Fajnie się siedziało i obserwowało co się dzieje wokół nas...... Niestety w pewnej chwili usłyszeliśmy przeraźliwy skowyt..... O matko jedyna.....ktoś przed domem wystawił klatkę z przerażonym psem... Niestety nie mieliśmy wątpliwości jaki los czeka tego biedaka..... nawet podjęliśmy próbę uwolnienia zwierzaka, ale nie udało się... Klatka była bardzo dobrze zamknięta. Jeszcze dzisiaj chce mi się płakać jak sobie przypomnę tego bidula... Ja rozumiem różnice kulturowe, szanuję odmienność, ale z jedzeniem psów nie pogodzę się nigdy........








Przed hotelem ruch nie ustaje..... my już jesteśmy przyzwyczajeni, ale faktycznie jak ktoś dopiero zaczyna przygodę z Wietnamem może mieć pewien problem...

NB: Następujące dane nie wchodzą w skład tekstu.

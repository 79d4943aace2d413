//! Fixed-interval polling until a condition holds or a deadline passes
//!
//! This is the only retry loop in the crate. It waits for an eventually
//! consistent read (the tracked-event log) to catch up with a write (a survey
//! submission):
//! - Fixed interval between attempts, no backoff or jitter
//! - Deadline measured from the first attempt
//! - One final read after the deadline, returned as [`PollOutcome::TimedOut`]
//!
//! Fetch errors are not retried; they end the poll immediately.

use crate::error::ProbeResult;
use crate::logging::{log_debug, log_trace, log_warn};

use serde::{Deserialize, Serialize};
use std::future::Future;
use std::time::Duration;
use tokio::time::{sleep, Instant};

/// Timing for [`poll_until`]
#[derive(Debug, Clone, Copy, PartialEq, Eq, Serialize, Deserialize)]
pub struct PollPolicy {
    /// Total time to keep polling before the final read
    pub timeout: Duration,
    /// Sleep between unsuccessful attempts
    pub interval: Duration,
}

impl Default for PollPolicy {
    fn default() -> Self {
        Self {
            timeout: Duration::from_secs(30),
            interval: Duration::from_secs(5),
        }
    }
}

impl PollPolicy {
    pub fn new(timeout: Duration, interval: Duration) -> Self {
        Self { timeout, interval }
    }
}

/// Terminal state of a poll; both variants carry the last value observed
#[derive(Debug, Clone, PartialEq, Eq)]
pub enum PollOutcome<T> {
    /// The condition held before the deadline
    Converged(T),
    /// The deadline passed; this is the final read, condition unchecked
    TimedOut(T),
}

impl<T> PollOutcome<T> {
    pub fn is_converged(&self) -> bool {
        matches!(self, Self::Converged(_))
    }

    pub fn value(&self) -> &T {
        match self {
            Self::Converged(value) | Self::TimedOut(value) => value,
        }
    }

    pub fn into_inner(self) -> T {
        match self {
            Self::Converged(value) | Self::TimedOut(value) => value,
        }
    }

    pub fn map<U>(self, f: impl FnOnce(T) -> U) -> PollOutcome<U> {
        match self {
            Self::Converged(value) => PollOutcome::Converged(f(value)),
            Self::TimedOut(value) => PollOutcome::TimedOut(f(value)),
        }
    }
}

/// Repeatedly `fetch` until `is_done` accepts the value or `policy.timeout`
/// elapses.
///
/// After the deadline one more fetch is made and returned as
/// [`PollOutcome::TimedOut`] without consulting `is_done`. The caller is
/// blocked for at most `timeout` plus one interval plus one fetch.
pub async fn poll_until<T, F, Fut, P>(
    policy: &PollPolicy,
    mut fetch: F,
    mut is_done: P,
) -> ProbeResult<PollOutcome<T>>
where
    F: FnMut() -> Fut,
    Fut: Future<Output = ProbeResult<T>>,
    P: FnMut(&T) -> bool,
{
    let start_time = Instant::now();
    let mut attempt: u32 = 0;

    while start_time.elapsed() < policy.timeout {
        attempt += 1;
        let value = fetch().await?;

        if is_done(&value) {
            log_debug!(
                attempt = attempt,
                elapsed_ms = start_time.elapsed().as_millis(),
                "Poll condition satisfied"
            );
            return Ok(PollOutcome::Converged(value));
        }

        log_trace!(
            attempt = attempt,
            interval_ms = policy.interval.as_millis(),
            "Poll condition not yet satisfied, sleeping"
        );
        sleep(policy.interval).await;
    }

    let value = fetch().await?;

    log_warn!(
        attempts = attempt + 1,
        timeout_ms = policy.timeout.as_millis(),
        "Poll deadline passed, returning final snapshot"
    );

    Ok(PollOutcome::TimedOut(value))
}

Czekając na taksówkę, która za 10$ ma nas zwieść na lotnisko robimy jeszcze ostatnie fotki przy hotelu. jest nam trochę smutno, że wyjeżdżamy, ale zupełnie nie jesteśmy świadomi jak bardzo Hanoi będzie za nami płakało.......


Ledwo ruszyliśmy spod hotelu i zaczął padać deszcz. Początkowo tylko kropi, ale im dłużej jedziemy tym bardziej leje. Wycieraczki nie nadążają zbierać wody, nic nie widać, kierowca jedzie z twarzą prawie na szybie..... Koszmar totalny.... Po wyjechaniu na autostradę zaczyna się burza.... straszliwa burza.... Pioruny uderzają w pobliżu, mam wrażenie, że zaraz umrę ze strachu....., wjeżdżamy w jezioro bo studzienki nie nadążają odbierać wody...... Jakoś udało nam się dojechać na lotnisko, wysiadamy i jak walnął piorun parę metrów od nas to mało się nie posikałam ze strachu....., a nasz kierowca prawie padł na ziemię.... 
Idziemy szybko do terminala.













Na szczęście burza przeszła, nasz samolot wylatuje o czasie.





Hanoi płacze..........



Jak zwykle w Turkish Airlines jedzenie bardzo przyzwoite...



Na lotnisku w Istambule mamy dłuższą przerwę ....... Jak zwykle robimy rundkę po terminalu, zasiadamy w naszej ulubionej knajpce i czekamy na kolejny lot .............





Po drodze do domu zatrzymujemy się na obiad.....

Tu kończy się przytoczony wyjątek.